### Exercise brief:
Every entry below should be printed exactly.

### Supplied material:
- - - -
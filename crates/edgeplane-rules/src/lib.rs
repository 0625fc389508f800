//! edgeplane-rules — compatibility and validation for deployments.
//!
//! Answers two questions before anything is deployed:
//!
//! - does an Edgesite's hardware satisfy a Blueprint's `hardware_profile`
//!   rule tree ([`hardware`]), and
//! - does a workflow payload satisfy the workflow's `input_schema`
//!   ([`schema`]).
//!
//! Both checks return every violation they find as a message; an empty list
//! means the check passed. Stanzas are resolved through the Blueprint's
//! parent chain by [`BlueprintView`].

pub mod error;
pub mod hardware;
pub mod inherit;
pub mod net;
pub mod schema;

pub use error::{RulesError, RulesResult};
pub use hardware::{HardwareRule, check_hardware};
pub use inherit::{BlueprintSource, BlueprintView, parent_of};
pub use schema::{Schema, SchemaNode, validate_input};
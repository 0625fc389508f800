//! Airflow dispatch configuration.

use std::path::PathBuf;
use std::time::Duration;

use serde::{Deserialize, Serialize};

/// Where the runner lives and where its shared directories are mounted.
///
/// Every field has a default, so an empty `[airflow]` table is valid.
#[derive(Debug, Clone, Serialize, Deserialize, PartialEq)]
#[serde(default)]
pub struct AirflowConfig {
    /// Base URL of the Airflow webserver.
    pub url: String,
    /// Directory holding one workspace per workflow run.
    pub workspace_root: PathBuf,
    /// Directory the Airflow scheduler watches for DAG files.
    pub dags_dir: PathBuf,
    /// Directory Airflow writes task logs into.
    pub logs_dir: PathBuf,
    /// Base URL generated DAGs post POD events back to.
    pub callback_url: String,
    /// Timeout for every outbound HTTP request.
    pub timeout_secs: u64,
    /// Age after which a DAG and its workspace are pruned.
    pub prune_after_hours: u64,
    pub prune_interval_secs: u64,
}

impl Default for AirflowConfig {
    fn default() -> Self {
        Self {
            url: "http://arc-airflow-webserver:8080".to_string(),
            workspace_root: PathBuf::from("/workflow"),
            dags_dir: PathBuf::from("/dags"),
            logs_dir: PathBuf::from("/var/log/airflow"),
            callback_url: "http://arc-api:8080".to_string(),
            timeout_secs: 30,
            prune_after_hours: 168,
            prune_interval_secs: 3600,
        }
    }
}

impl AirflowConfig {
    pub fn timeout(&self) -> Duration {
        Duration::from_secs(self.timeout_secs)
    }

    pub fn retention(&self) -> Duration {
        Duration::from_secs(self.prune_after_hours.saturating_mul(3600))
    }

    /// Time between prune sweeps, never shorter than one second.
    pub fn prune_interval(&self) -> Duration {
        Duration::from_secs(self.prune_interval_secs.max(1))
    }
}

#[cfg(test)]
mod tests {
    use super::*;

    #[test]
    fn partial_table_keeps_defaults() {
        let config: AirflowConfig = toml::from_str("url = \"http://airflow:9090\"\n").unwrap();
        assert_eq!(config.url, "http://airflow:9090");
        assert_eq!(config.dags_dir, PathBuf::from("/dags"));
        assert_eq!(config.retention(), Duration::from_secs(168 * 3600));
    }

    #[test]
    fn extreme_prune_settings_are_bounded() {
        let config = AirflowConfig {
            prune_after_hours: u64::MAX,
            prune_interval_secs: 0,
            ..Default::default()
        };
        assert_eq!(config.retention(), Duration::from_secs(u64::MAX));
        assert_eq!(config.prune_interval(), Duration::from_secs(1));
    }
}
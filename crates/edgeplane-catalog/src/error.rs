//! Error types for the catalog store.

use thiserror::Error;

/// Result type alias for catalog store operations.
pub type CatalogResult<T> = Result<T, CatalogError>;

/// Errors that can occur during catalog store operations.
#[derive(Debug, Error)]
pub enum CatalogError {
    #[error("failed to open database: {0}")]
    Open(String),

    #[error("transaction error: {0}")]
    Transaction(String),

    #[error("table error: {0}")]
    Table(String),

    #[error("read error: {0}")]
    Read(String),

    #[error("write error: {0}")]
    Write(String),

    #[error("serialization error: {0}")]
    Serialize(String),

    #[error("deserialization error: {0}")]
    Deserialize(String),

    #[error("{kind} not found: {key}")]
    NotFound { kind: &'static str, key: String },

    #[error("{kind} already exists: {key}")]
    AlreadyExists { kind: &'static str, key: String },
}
- - - -
### Exercise result:
filename crates/edgeplane-rules/src/lib.rs
repository 0625fc389508f800
//! edgeplane-rules — compatibility and validation for deployments.
//!
//! Answers two questions before anything is deployed:
//!
//! - does an Edgesite's hardware satisfy a Blueprint's `hardware_profile`
//!   rule tree ([`hardware`]), and
//! - does a workflow payload satisfy the workflow's `input_schema`
//!   ([`schema`]).
//!
//! Both checks return every violation they find as a message; an empty list
//! means the check passed. Stanzas are resolved through the Blueprint's
//! parent chain by [`BlueprintView`].

pub mod error;
pub mod hardware;
pub mod inherit;
pub mod net;
pub mod schema;

pub use error::{RulesError, RulesResult};
pub use hardware::{HardwareRule, check_hardware};
pub use inherit::{BlueprintSource, BlueprintView, parent_of};
pub use schema::{Schema, SchemaNode, validate_input};
repository 0625fc389508f800
//! Airflow dispatch configuration.

use std::path::PathBuf;
use std::time::Duration;

use serde::{Deserialize, Serialize};

/// Where the runner lives and where its shared directories are mounted.
///
/// Every field has a default, so an empty `[airflow]` table is valid.
#[derive(Debug, Clone, Serialize, Deserialize, PartialEq)]
#[serde(default)]
pub struct AirflowConfig {
    /// Base URL of the Airflow webserver.
    pub url: String,
    /// Directory holding one workspace per workflow run.
    pub workspace_root: PathBuf,
    /// Directory the Airflow scheduler watches for DAG files.
    pub dags_dir: PathBuf,
    /// Directory Airflow writes task logs into.
    pub logs_dir: PathBuf,
    /// Base URL generated DAGs post POD events back to.
    pub callback_url: String,
    /// Timeout for every outbound HTTP request.
    pub timeout_secs: u64,
    /// Age after which a DAG and its workspace are pruned.
    pub prune_after_hours: u64,
    pub prune_interval_secs: u64,
}

impl Default for AirflowConfig {
    fn default() -> Self {
        Self {
            url: "http://arc-airflow-webserver:8080".to_string(),
            workspace_root: PathBuf::from("/workflow"),
            dags_dir: PathBuf::from("/dags"),
            logs_dir: PathBuf::from("/var/log/airflow"),
            callback_url: "http://arc-api:8080".to_string(),
            timeout_secs: 30,
            prune_after_hours: 168,
            prune_interval_secs: 3600,
        }
    }
}

impl AirflowConfig {
    pub fn timeout(&self) -> Duration {
        Duration::from_secs(self.timeout_secs)
    }

    pub fn retention(&self) -> Duration {
        Duration::from_secs(self.prune_after_hours.saturating_mul(3600))
    }

    /// Time between prune sweeps, never shorter than one second.
    pub fn prune_interval(&self) -> Duration {
        Duration::from_secs(self.prune_interval_secs.max(1))
    }
}

#[cfg(test)]
mod tests {
    use super::*;

    #[test]
    fn partial_table_keeps_defaults() {
        let config: AirflowConfig = toml::from_str("url = \"http://airflow:9090\"\n").unwrap();
        assert_eq!(config.url, "http://airflow:9090");
        assert_eq!(config.dags_dir, PathBuf::from("/dags"));
        assert_eq!(config.retention(), Duration::from_secs(168 * 3600));
    }

    #[test]
    fn extreme_prune_settings_are_bounded() {
        let config = AirflowConfig {
            prune_after_hours: u64::MAX,
            prune_interval_secs: 0,
            ..Default::default()
        };
        assert_eq!(config.retention(), Duration::from_secs(u64::MAX));
        assert_eq!(config.prune_interval(), Duration::from_secs(1));
    }
}
filename crates/edgeplane-catalog/src/error.rs
//! Error types for the catalog store.

use thiserror::Error;

/// Result type alias for catalog store operations.
pub type CatalogResult<T> = Result<T, CatalogError>;

/// Errors that can occur during catalog store operations.
#[derive(Debug, Error)]
pub enum CatalogError {
    #[error("failed to open database: {0}")]
    Open(String),

    #[error("transaction error: {0}")]
    Transaction(String),

    #[error("table error: {0}")]
    Table(String),

    #[error("read error: {0}")]
    Read(String),

    #[error("write error: {0}")]
    Write(String),

    #[error("serialization error: {0}")]
    Serialize(String),

    #[error("deserialization error: {0}")]
    Deserialize(String),

    #[error("{kind} not found: {key}")]
    NotFound { kind: &'static str, key: String },

    #[error("{kind} already exists: {key}")]
    AlreadyExists { kind: &'static str, key: String },
}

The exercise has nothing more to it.